Não têm faltado mortes de figuras públicas, mas esta era tudo menos inesperada. Adolfo Suárez, o homem que, a par do Rei, conduziu a transición espanhola entre os numerosos escolhos que a poderiam fazer afundar para o caminho da democracia, fazendo a ponte entre as duas Espanhas e estabelecendo os consensos possíveis, desapareceu neste Domingo. Já há muito que se tinha retirado da vida pública, sofrendo de alzheimer profundo.
Natural de Ávila, na Castela profunda, Chefe de governo no período conhecido com transición, escolhido pessoalmente pelo Rei Juan Carlos, Suárez tinha sido secretário geral do Movimiento Nacional, o partido único do regime franquista, que amalgamava falangistas, carlistas e conservadores autoritários, e era bastante mais novo do que os antecessores. Conseguiu com que as Cortes votassem nas suas leis reformistas que permitiram a constituição de partidos políticos, eleições livres e o fim da maior parte das normas restritivas (daí os franquistas considerarem que se tratava de uma ruptura e não de uma reforma), incluindo o regresso de velhos inimigos de Franco. Reconciliou velhos inimigos e permitiu a elaboração de uma nova constituição, que consagrava o regime monárquico parlamentar. Ele próprio obteve legitimidade nas urnas ao ganhar as primeiras eleições, em 1977, à frente da sua UCD, um muito heterogéneo partido centrista, algo aparentado ao "nosso" PSD. Voltou a ganhar em 1979, mas entretanto diversos desaires, tanto com a oposição (o governo era minoritário) com com o partido e com os militares levaram-no apresentar a demissão. No dia da tomada de posse do novo governo, presidido por Leopoldo Calvo Sotello, deu-se a invasão das Cortes pelo bando do picaresco Tejero Molina, no célebre 23-F, e até ao desfecho da situação, por intermédio e determinação do Rei, Suárez não virou a cara aos golpistas, justificando com a sua posição que ainda era a de Presidente do Governo espanhol.

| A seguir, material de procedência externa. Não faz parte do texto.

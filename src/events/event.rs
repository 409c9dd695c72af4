//! Telemetry event model.

use std::collections::BTreeMap;
use std::fmt;
use std::time::{SystemTime, UNIX_EPOCH};

use serde::{Deserialize, Serialize};
use serde_json::Value;

/// Lifecycle phase an event describes. Closed set.
///
/// Serialized under the same dotted name [`EventType::as_str`] returns.
#[derive(Debug, Clone, Copy, PartialEq, Eq, Hash, Serialize, Deserialize)]
pub enum EventType {
    #[serde(rename = "session.started")]
    SessionStarted,
    #[serde(rename = "session.ended")]
    SessionEnded,

    #[serde(rename = "plan.created")]
    PlanCreated,
    #[serde(rename = "plan.started")]
    PlanStarted,
    #[serde(rename = "plan.completed")]
    PlanCompleted,
    #[serde(rename = "plan.failed")]
    PlanFailed,

    #[serde(rename = "task.started")]
    TaskStarted,
    #[serde(rename = "task.completed")]
    TaskCompleted,
    #[serde(rename = "task.failed")]
    TaskFailed,
    #[serde(rename = "task.retried")]
    TaskRetried,

    #[serde(rename = "tool.started")]
    ToolExecutionStarted,
    #[serde(rename = "tool.completed")]
    ToolExecutionCompleted,
    #[serde(rename = "tool.failed")]
    ToolExecutionFailed,

    #[serde(rename = "model_stream.started")]
    ModelStreamStarted,
    #[serde(rename = "model_stream.chunk")]
    ModelStreamChunk,
    #[serde(rename = "model_stream.completed")]
    ModelStreamCompleted,
    #[serde(rename = "model_stream.failed")]
    ModelStreamFailed,

    #[serde(rename = "circuit_breaker.opened")]
    CircuitBreakerOpened,
    #[serde(rename = "circuit_breaker.half_open")]
    CircuitBreakerHalfOpen,
    #[serde(rename = "circuit_breaker.closed")]
    CircuitBreakerClosed,

    #[serde(rename = "experiment.started")]
    ExperimentStarted,
    #[serde(rename = "experiment.completed")]
    ExperimentCompleted,

    #[serde(rename = "metrics.exported")]
    MetricsExported,
}

impl EventType {
    /// Dotted wire name, e.g. `task.started`.
    pub fn as_str(&self) -> &'static str {
        match self {
            EventType::SessionStarted => "session.started",
            EventType::SessionEnded => "session.ended",
            EventType::PlanCreated => "plan.created",
            EventType::PlanStarted => "plan.started",
            EventType::PlanCompleted => "plan.completed",
            EventType::PlanFailed => "plan.failed",
            EventType::TaskStarted => "task.started",
            EventType::TaskCompleted => "task.completed",
            EventType::TaskFailed => "task.failed",
            EventType::TaskRetried => "task.retried",
            EventType::ToolExecutionStarted => "tool.started",
            EventType::ToolExecutionCompleted => "tool.completed",
            EventType::ToolExecutionFailed => "tool.failed",
            EventType::ModelStreamStarted => "model_stream.started",
            EventType::ModelStreamChunk => "model_stream.chunk",
            EventType::ModelStreamCompleted => "model_stream.completed",
            EventType::ModelStreamFailed => "model_stream.failed",
            EventType::CircuitBreakerOpened => "circuit_breaker.opened",
            EventType::CircuitBreakerHalfOpen => "circuit_breaker.half_open",
            EventType::CircuitBreakerClosed => "circuit_breaker.closed",
            EventType::ExperimentStarted => "experiment.started",
            EventType::ExperimentCompleted => "experiment.completed",
            EventType::MetricsExported => "metrics.exported",
        }
    }

    /// True for the failure variants.
    pub fn is_failure(&self) -> bool {
        matches!(
            self,
            EventType::PlanFailed
                | EventType::TaskFailed
                | EventType::ToolExecutionFailed
                | EventType::ModelStreamFailed
        )
    }
}

impl fmt::Display for EventType {
    fn fmt(&self, f: &mut fmt::Formatter<'_>) -> fmt::Result {
        f.write_str(self.as_str())
    }
}

/// A structured lifecycle event.
///
/// A timestamp of `UNIX_EPOCH` means "unset"; the hub stamps it on publish.
/// Subscribers receive events behind an `Arc` and cannot mutate them.
#[derive(Debug, Clone, PartialEq, Serialize, Deserialize)]
pub struct Event {
    #[serde(rename = "type")]
    pub event_type: EventType,
    pub timestamp: SystemTime,
    #[serde(default, skip_serializing_if = "Option::is_none")]
    pub session_id: Option<String>,
    #[serde(default, skip_serializing_if = "Option::is_none")]
    pub plan_id: Option<String>,
    #[serde(default, skip_serializing_if = "Option::is_none")]
    pub task_id: Option<String>,
    #[serde(default)]
    pub data: BTreeMap<String, Value>,
}

impl Event {
    /// New unstamped event.
    pub fn new(event_type: EventType) -> Self {
        Self {
            event_type,
            timestamp: UNIX_EPOCH,
            session_id: None,
            plan_id: None,
            task_id: None,
            data: BTreeMap::new(),
        }
    }

    pub fn with_session(mut self, session_id: impl Into<String>) -> Self {
        self.session_id = Some(session_id.into());
        self
    }

    pub fn with_plan(mut self, plan_id: impl Into<String>) -> Self {
        self.plan_id = Some(plan_id.into());
        self
    }

    pub fn with_task(mut self, task_id: impl Into<String>) -> Self {
        self.task_id = Some(task_id.into());
        self
    }

    pub fn with_data(mut self, key: impl Into<String>, value: impl Into<Value>) -> Self {
        self.data.insert(key.into(), value.into());
        self
    }

    pub fn with_timestamp(mut self, timestamp: SystemTime) -> Self {
        self.timestamp = timestamp;
        self
    }

    pub fn is_stamped(&self) -> bool {
        self.timestamp != UNIX_EPOCH
    }

    pub(crate) fn stamp_if_unset(&mut self) {
        if !self.is_stamped() {
            self.timestamp = SystemTime::now();
        }
    }
}
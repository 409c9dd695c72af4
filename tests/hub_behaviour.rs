//! End-to-end behaviour of the event hub.

use std::sync::Arc;
use std::time::Duration;

use telemetry_hub::config::HubConfig;
use telemetry_hub::events::{Event, EventHub, EventType, ManualClock};

mod common;

#[tokio::test]
async fn test_late_subscriber_sees_no_replay() {
    let config = HubConfig {
        batch_size: 2,
        ..HubConfig::default()
    };
    let hub = EventHub::new(config);

    for i in 0..5 {
        hub.publish(Event::new(EventType::TaskStarted).with_data("i", i));
    }

    let (mut rx, _unsubscribe) = hub.subscribe();
    hub.flush().await;

    assert!(common::drain(&mut rx).is_empty());
    hub.close().await;
}

#[tokio::test]
async fn test_default_config_delivers_exactly_once() {
    let hub = EventHub::new(HubConfig::default());
    let (mut rx, _unsubscribe) = hub.subscribe();

    hub.publish(Event::new(EventType::SessionStarted).with_session("s-1"));
    hub.flush().await;

    let events = common::drain(&mut rx);
    assert_eq!(events.len(), 1);
    assert_eq!(events[0].session_id.as_deref(), Some("s-1"));

    hub.close().await;
}

#[tokio::test]
async fn test_zero_config_uses_defaults() {
    let hub = EventHub::new(HubConfig {
        event_queue_size: 0,
        batch_size: 0,
        flush_interval_ms: 0,
        rate_limit: 0,
        subscriber_channel_size: 0,
    });

    assert_eq!(hub.config(), &HubConfig::default());
    assert_eq!(hub.stats().rate_limit, 10_000);
    hub.close().await;
}

#[tokio::test]
async fn test_slow_subscriber_does_not_block_fast_one() {
    let config = HubConfig {
        subscriber_channel_size: 4,
        ..common::quiet_config()
    };
    let hub = EventHub::new(config);
    let (mut slow, _slow_handle) = hub.subscribe();
    let (mut fast, _fast_handle) = hub.subscribe();

    let mut fast_total = 0;
    for _ in 0..3 {
        for _ in 0..4 {
            hub.publish(Event::new(EventType::ModelStreamChunk));
        }
        hub.flush().await;
        fast_total += common::drain(&mut fast).len();
    }

    assert_eq!(fast_total, 12);
    assert_eq!(common::drain(&mut slow).len(), 4);
    assert_eq!(hub.stats().subscriber_count, 2);

    hub.close().await;
}

#[tokio::test]
async fn test_dropped_receiver_is_pruned() {
    let hub = EventHub::new(common::quiet_config());
    let (rx, _unsubscribe) = hub.subscribe();
    let (mut live, _live_handle) = hub.subscribe();
    drop(rx);

    hub.publish(Event::new(EventType::TaskCompleted));
    hub.flush().await;

    assert_eq!(common::drain(&mut live).len(), 1);
    assert_eq!(hub.stats().subscriber_count, 1);
    hub.close().await;
}

#[tokio::test]
async fn test_rate_limit_caps_admission() {
    let clock = Arc::new(ManualClock::new());
    let config = HubConfig {
        rate_limit: 10,
        ..common::quiet_config()
    };
    let hub = EventHub::with_clock(config, clock.clone());
    let (mut rx, _unsubscribe) = hub.subscribe();

    for _ in 0..50 {
        hub.publish(Event::new(EventType::ToolExecutionStarted));
    }
    hub.flush().await;
    assert_eq!(common::drain(&mut rx).len(), 10);

    clock.advance(Duration::from_secs(1));
    for _ in 0..50 {
        hub.publish(Event::new(EventType::ToolExecutionCompleted));
    }
    hub.flush().await;

    let refilled = common::drain(&mut rx);
    assert_eq!(refilled.len(), 10);
    assert!(refilled
        .iter()
        .all(|e| e.event_type == EventType::ToolExecutionCompleted));

    hub.close().await;
}

#[tokio::test]
async fn test_below_rate_limit_nothing_is_dropped() {
    let clock = Arc::new(ManualClock::new());
    let config = HubConfig {
        rate_limit: 1_000,
        ..common::quiet_config()
    };
    let hub = EventHub::with_clock(config, clock);
    let (mut rx, _unsubscribe) = hub.subscribe();

    for _ in 0..100 {
        hub.publish(Event::new(EventType::TaskStarted));
    }
    hub.flush().await;

    assert_eq!(common::drain(&mut rx).len(), 100);
    hub.close().await;
}

#[tokio::test]
async fn test_single_publisher_order_is_preserved() {
    let hub = EventHub::new(common::quiet_config());
    let (mut rx, _unsubscribe) = hub.subscribe();

    for i in 0..200u64 {
        hub.publish(Event::new(EventType::ModelStreamChunk).with_data("i", i));
    }
    hub.flush().await;

    let order: Vec<u64> = common::drain(&mut rx)
        .iter()
        .filter_map(|e| e.data.get("i").and_then(|v| v.as_u64()))
        .collect();
    assert_eq!(order, (0..200).collect::<Vec<_>>());

    hub.close().await;
}

#[tokio::test]
async fn test_concurrent_publishers() {
    let hub = Arc::new(EventHub::new(HubConfig {
        event_queue_size: 4_096,
        ..common::quiet_config()
    }));
    let (mut rx, _unsubscribe) = hub.subscribe();

    let mut tasks = Vec::new();
    for worker in 0..8 {
        let hub = hub.clone();
        tasks.push(tokio::spawn(async move {
            for i in 0..100 {
                hub.publish(
                    Event::new(EventType::TaskStarted)
                        .with_data("worker", worker)
                        .with_data("i", i),
                );
            }
        }));
    }
    for task in tasks {
        task.await.unwrap();
    }
    hub.flush().await;

    let events = common::collect_until_closed(&mut rx, Duration::from_millis(50)).await;
    assert_eq!(events.len(), 800);
    hub.close().await;
}

#[tokio::test]
async fn test_close_drains_queued_events() {
    let hub = EventHub::new(common::quiet_config());
    let (mut rx, _unsubscribe) = hub.subscribe();

    for _ in 0..20 {
        hub.publish(Event::new(EventType::PlanCompleted));
    }
    hub.close().await;

    let events = common::collect_until_closed(&mut rx, Duration::from_secs(1)).await;
    assert_eq!(events.len(), 20);
    assert!(rx.recv().await.is_none());
}

#[tokio::test]
async fn test_closed_hub_rejects_everything() {
    let hub = EventHub::new(common::quiet_config());
    let (_rx, _unsubscribe) = hub.subscribe();
    hub.close().await;

    let stats = hub.stats();
    assert_eq!(stats.subscriber_count, 0);
    assert_eq!(stats.queue_depth, 0);

    hub.publish(Event::new(EventType::TaskFailed));
    assert_eq!(hub.stats().queue_depth, 0);

    let (mut late, _) = hub.subscribe();
    assert!(late.recv().await.is_none());
    assert_eq!(hub.stats().subscriber_count, 0);
}

#[tokio::test]
async fn test_stop_then_wait_delivers_before_close() {
    let hub = EventHub::new(common::quiet_config());
    let (mut rx, _unsubscribe) = hub.subscribe();

    for _ in 0..5 {
        hub.publish(Event::new(EventType::ExperimentStarted));
    }
    hub.stop();
    hub.wait().await;

    assert_eq!(common::drain(&mut rx).len(), 5);
    assert_eq!(hub.stats().subscriber_count, 1);
    hub.close().await;
    assert_eq!(hub.stats().subscriber_count, 0);
}
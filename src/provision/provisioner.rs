//! Bounded-retry model provisioner

use parking_lot::RwLock;
use serde::{Deserialize, Serialize};
use std::sync::atomic::{AtomicU32, Ordering};
use std::sync::Arc;
use std::time::Duration;
use tokio::sync::Mutex;
use tracing::{debug, error, info, warn};

use super::{
    InferenceRuntime, ProvisionError, Result, DEFAULT_MAX_ATTEMPTS, DEFAULT_RETRY_BACKOFF_MS,
    DEFAULT_SETTLE_DELAY_MS,
};
use crate::pose::{DetectorConfig, PoseEstimator};

/// Provisioning configuration
#[derive(Debug, Clone, Serialize, Deserialize)]
pub struct ProvisioningConfig {
    /// Maximum runtime load attempts
    #[serde(default = "default_max_attempts")]
    pub max_attempts: u32,

    /// Delay between failed runtime load attempts (ms)
    #[serde(default = "default_retry_backoff_ms")]
    pub retry_backoff_ms: u64,

    /// Delay after the detector library loads, for late initialization (ms)
    #[serde(default = "default_settle_delay_ms")]
    pub settle_delay_ms: u64,

    /// Detector construction parameters
    #[serde(default)]
    pub detector: DetectorConfig,
}

fn default_max_attempts() -> u32 {
    DEFAULT_MAX_ATTEMPTS
}
fn default_retry_backoff_ms() -> u64 {
    DEFAULT_RETRY_BACKOFF_MS
}
fn default_settle_delay_ms() -> u64 {
    DEFAULT_SETTLE_DELAY_MS
}

impl Default for ProvisioningConfig {
    fn default() -> Self {
        Self {
            max_attempts: default_max_attempts(),
            retry_backoff_ms: default_retry_backoff_ms(),
            settle_delay_ms: default_settle_delay_ms(),
            detector: DetectorConfig::default(),
        }
    }
}

/// Loads and caches the hand pose detector
pub struct ModelProvisioner {
    runtime: Arc<dyn InferenceRuntime>,
    config: ProvisioningConfig,

    /// Cached detector, kept for the provisioner's lifetime
    detector: RwLock<Option<Arc<dyn PoseEstimator>>>,

    /// Failed runtime load attempts in the current sequence
    load_attempts: AtomicU32,

    /// Serializes provisioning sequences
    provisioning: Mutex<()>,
}

impl ModelProvisioner {
    /// Create a provisioner over a runtime loader
    pub fn new(runtime: Arc<dyn InferenceRuntime>, config: ProvisioningConfig) -> Self {
        Self {
            runtime,
            config,
            detector: RwLock::new(None),
            load_attempts: AtomicU32::new(0),
            provisioning: Mutex::new(()),
        }
    }

    /// Make sure a detector is loaded
    ///
    /// Returns `true` immediately, without side effects, if a detector is
    /// already cached. Failures are logged and reported as `false`.
    pub async fn ensure_ready(&self) -> bool {
        if self.model_ready() {
            return true;
        }

        match self.provision().await {
            Ok(_) => true,
            Err(e) => {
                error!("Hand pose model provisioning failed: {}", e);
                false
            }
        }
    }

    /// Load the detector, returning it or the reason it is unavailable
    pub async fn provision(&self) -> Result<Arc<dyn PoseEstimator>> {
        if let Some(detector) = self.detector() {
            return Ok(detector);
        }

        let _guard = self.provisioning.lock().await;

        // Another caller may have finished while we waited
        if let Some(detector) = self.detector() {
            return Ok(detector);
        }

        self.load_attempts.store(0, Ordering::Release);

        self.load_runtime().await?;

        self.runtime.initialize().await?;
        debug!("Inference runtime initialized");

        if !self.runtime.detector_available() {
            self.runtime.load_detector_library().await?;
            debug!(
                "Detector library loaded, settling for {}ms",
                self.config.settle_delay_ms
            );
            tokio::time::sleep(Duration::from_millis(self.config.settle_delay_ms)).await;
        }

        if !self.runtime.detector_available() {
            return Err(ProvisionError::DetectorUnavailable);
        }

        let detector_config = &self.config.detector;
        let detector = self.runtime.create_detector(detector_config).await?;

        info!(
            "Hand pose detector ready: model={:?}, variant={:?}, max_hands={}, runtime={}",
            detector_config.model,
            detector_config.model_type,
            detector_config.max_hands,
            detector_config.runtime
        );

        *self.detector.write() = Some(Arc::clone(&detector));
        Ok(detector)
    }

    async fn load_runtime(&self) -> Result<()> {
        let max_attempts = self.config.max_attempts;

        loop {
            if self.runtime.runtime_present() {
                return Ok(());
            }

            let outcome = match self.runtime.inject_runtime().await {
                Ok(()) if self.runtime.runtime_present() => Ok(()),
                Ok(()) => Err(ProvisionError::RuntimeInjection(
                    "runtime reported loaded but is not present".to_string(),
                )),
                Err(e) => Err(e),
            };

            match outcome {
                Ok(()) => {
                    debug!("Inference runtime loaded");
                    return Ok(());
                }
                Err(e) => {
                    let attempts = self.load_attempts.fetch_add(1, Ordering::AcqRel) + 1;
                    warn!(
                        "Runtime load attempt {}/{} failed: {}",
                        attempts, max_attempts, e
                    );

                    if attempts >= max_attempts {
                        return Err(ProvisionError::RetriesExhausted { attempts });
                    }

                    tokio::time::sleep(Duration::from_millis(self.config.retry_backoff_ms)).await;
                }
            }
        }
    }

    /// Whether a detector is cached
    pub fn model_ready(&self) -> bool {
        self.detector.read().is_some()
    }

    /// Cached detector, if any
    pub fn detector(&self) -> Option<Arc<dyn PoseEstimator>> {
        self.detector.read().clone()
    }

    /// Failed runtime load attempts in the current or last sequence
    pub fn load_attempts(&self) -> u32 {
        self.load_attempts.load(Ordering::Acquire)
    }

    /// Provisioning configuration
    pub fn config(&self) -> &ProvisioningConfig {
        &self.config
    }
}

impl std::fmt::Debug for ModelProvisioner {
    fn fmt(&self, f: &mut std::fmt::Formatter<'_>) -> std::fmt::Result {
        f.debug_struct("ModelProvisioner")
            .field("model_ready", &self.model_ready())
            .field("load_attempts", &self.load_attempts())
            .field("config", &self.config)
            .finish()
    }
}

Retirou-se da acção governativa e da UCD, que rapidamente se desintegrou, e fundou o CDS, esperando recolher o eleitorado centrista. Mas depois de bons prenúncios nos anos oitenta, apenas umas franjas se lhe mantiveram fiéis, particularmente na sua Castela. O grosso do antigo eleitorado da UCD transitou para o PSOE e principalmente para a Aliança Popular de Fraga, tornada Partido Popular e por consequência o grande partido do centro direita. Sentindo-se abandonado pelos seus, farto da política partidária e com graves problemas de saúde na sua família, Suárez deixou então a política activa. Só voltaria para um discurso na campanha do filho, Adolfo Suárez Illana, nas eleições para o governo de Castela-La Mancha pelo PP. Antes tinha ganho o prémio Príncipe das Astúrias pela Concórdia e passado pela tragédia da morte da mulher e de uma filha. Depois disso, o silêncio.
Suárez Illana, que entretanto também deixou a política activa para se dedicar à advocacia e à tauromaquia, revelou mais tarde que o pai sofria de alzheimer profundo. É dele a fotografia, aliás premiada, em que Juan Carlos se passeia com o amigo que já não o reconhecia, na ocasião em que lhe quis entregar a altíssima condecoração Ordem do Tosão de Ouro, e encontrou um homem já completamente fora do mundo. Seria a última fotografia pública de um dos homens que mais lutou pela liberdade em Espanha, em todos os sentido da palavra. Depois disso, as homenagens de quem lhe sucedeu à frente dos destinos de Espanha. Entretanto, mais confrontos em Madrid provocados por franjas radicais. Seria bom que tanto políticos como manifestantes tomassem como exemplo Adolfo Suárez e a sua capacidade de compromisso, de coragem e de desprendimento. Depois da democracia, seria o maior legado de um homem que merecia mais em vida.
PS: algumas revelações sobre as deslealdades políticas feitas a Suárez podem ser vistas nesta entrevista, já com algum tempo, concedida por Suárez Illana.
PS2: em tempos escrevi que restavam poucos líderes políticos de primeira linha dos tempos da Transição. De há dois anos para cá, desapareceram quase todos. Fraga Iribarne e Santiago Carrillo, em 2012, há pouco tempo Blas Piñar, chefe histórico da direita franquista dura, e agora o protagonista, Adolfo Suárez. Restam o Rei e Felipe González.